_INSTRUCTIONS TO FOLLOW_
Print the data that follows exactly.

* * * * *

//! Connection bootstrap utilities for SQLite.
//!
//! # Responsibility
//! - Open file or in-memory SQLite connections.
//! - Configure connection pragmas required by core behavior.
//! - Trigger schema migrations before returning a usable connection.
//!
//! # Invariants
//! - Returned connections have `foreign_keys=ON`.
//! - Returned connections have migrations fully applied.

use super::migrations::apply_migrations;
use super::DbResult;
use log::{error, info};
use rusqlite::Connection;
use std::path::Path;
use std::time::{Duration, Instant};

const BUSY_TIMEOUT: Duration = Duration::from_secs(5);

/// Opens (or creates) the store file and applies all pending migrations.
///
/// # Side effects
/// - Emits `db_open` logging events with duration and status.
pub fn open_db(path: impl AsRef<Path>) -> DbResult<Connection> {
    open_with("file", || Connection::open(path))
}

/// Opens an in-memory store and applies all pending migrations.
///
/// Used by tests and by callers that only need a scratch store.
pub fn open_db_in_memory() -> DbResult<Connection> {
    open_with("memory", Connection::open_in_memory)
}

fn open_with(
    mode: &'static str,
    open: impl FnOnce() -> rusqlite::Result<Connection>,
) -> DbResult<Connection> {
    let started_at = Instant::now();
    info!("event=db_open module=db status=start mode={mode}");

    let mut conn = open().map_err(|err| {
        error!(
            "event=db_open module=db status=error mode={} duration_ms={} error_code=db_open_failed error={}",
            mode,
            started_at.elapsed().as_millis(),
            err
        );
        err
    })?;

    if let Err(err) = bootstrap_connection(&mut conn) {
        error!(
            "event=db_open module=db status=error mode={} duration_ms={} error_code=db_bootstrap_failed error={}",
            mode,
            started_at.elapsed().as_millis(),
            err
        );
        return Err(err);
    }

    info!(
        "event=db_open module=db status=ok mode={} duration_ms={}",
        mode,
        started_at.elapsed().as_millis()
    );
    Ok(conn)
}

fn bootstrap_connection(conn: &mut Connection) -> DbResult<()> {
    conn.execute_batch("PRAGMA foreign_keys = ON;")?;
    conn.busy_timeout(BUSY_TIMEOUT)?;
    apply_migrations(conn)?;
    Ok(())
}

* * * * *

_WRITTEN RESPONSE_
//! Connection bootstrap utilities for SQLite.
//!
//! # Responsibility
//! - Open file or in-memory SQLite connections.
//! - Configure connection pragmas required by core behavior.
//! - Trigger schema migrations before returning a usable connection.
//!
//! # Invariants
//! - Returned connections have `foreign_keys=ON`.
//! - Returned connections have migrations fully applied.

use super::migrations::apply_migrations;
use super::DbResult;
use log::{error, info};
use rusqlite::Connection;
use std::path::Path;
use std::time::{Duration, Instant};

const BUSY_TIMEOUT: Duration = Duration::from_secs(5);

/// Opens (or creates) the store file and applies all pending migrations.
///
/// # Side effects
/// - Emits `db_open` logging events with duration and status.
pub fn open_db(path: impl AsRef<Path>) -> DbResult<Connection> {
    open_with("file", || Connection::open(path))
}

/// Opens an in-memory store and applies all pending migrations.
///
/// Used by tests and by callers that only need a scratch store.
pub fn open_db_in_memory() -> DbResult<Connection> {
    open_with("memory", Connection::open_in_memory)
}

fn open_with(
    mode: &'static str,
    open: impl FnOnce() -> rusqlite::Result<Connection>,
) -> DbResult<Connection> {
    let started_at = Instant::now();
    info!("event=db_open module=db status=start mode={mode}");

    let mut conn = open().map_err(|err| {
        error!(
            "event=db_open module=db status=error mode={} duration_ms={} error_code=db_open_failed error={}",
            mode,
            started_at.elapsed().as_millis(),
            err
        );
        err
    })?;

    if let Err(err) = bootstrap_connection(&mut conn) {
        error!(
            "event=db_open module=db status=error mode={} duration_ms={} error_code=db_bootstrap_failed error={}",
            mode,
            started_at.elapsed().as_millis(),
            err
        );
        return Err(err);
    }

    info!(
        "event=db_open module=db status=ok mode={} duration_ms={}",
        mode,
        started_at.elapsed().as_millis()
    );
    Ok(conn)
}

fn bootstrap_connection(conn: &mut Connection) -> DbResult<()> {
    conn.execute_batch("PRAGMA foreign_keys = ON;")?;
    conn.busy_timeout(BUSY_TIMEOUT)?;
    apply_migrations(conn)?;
    Ok(())
}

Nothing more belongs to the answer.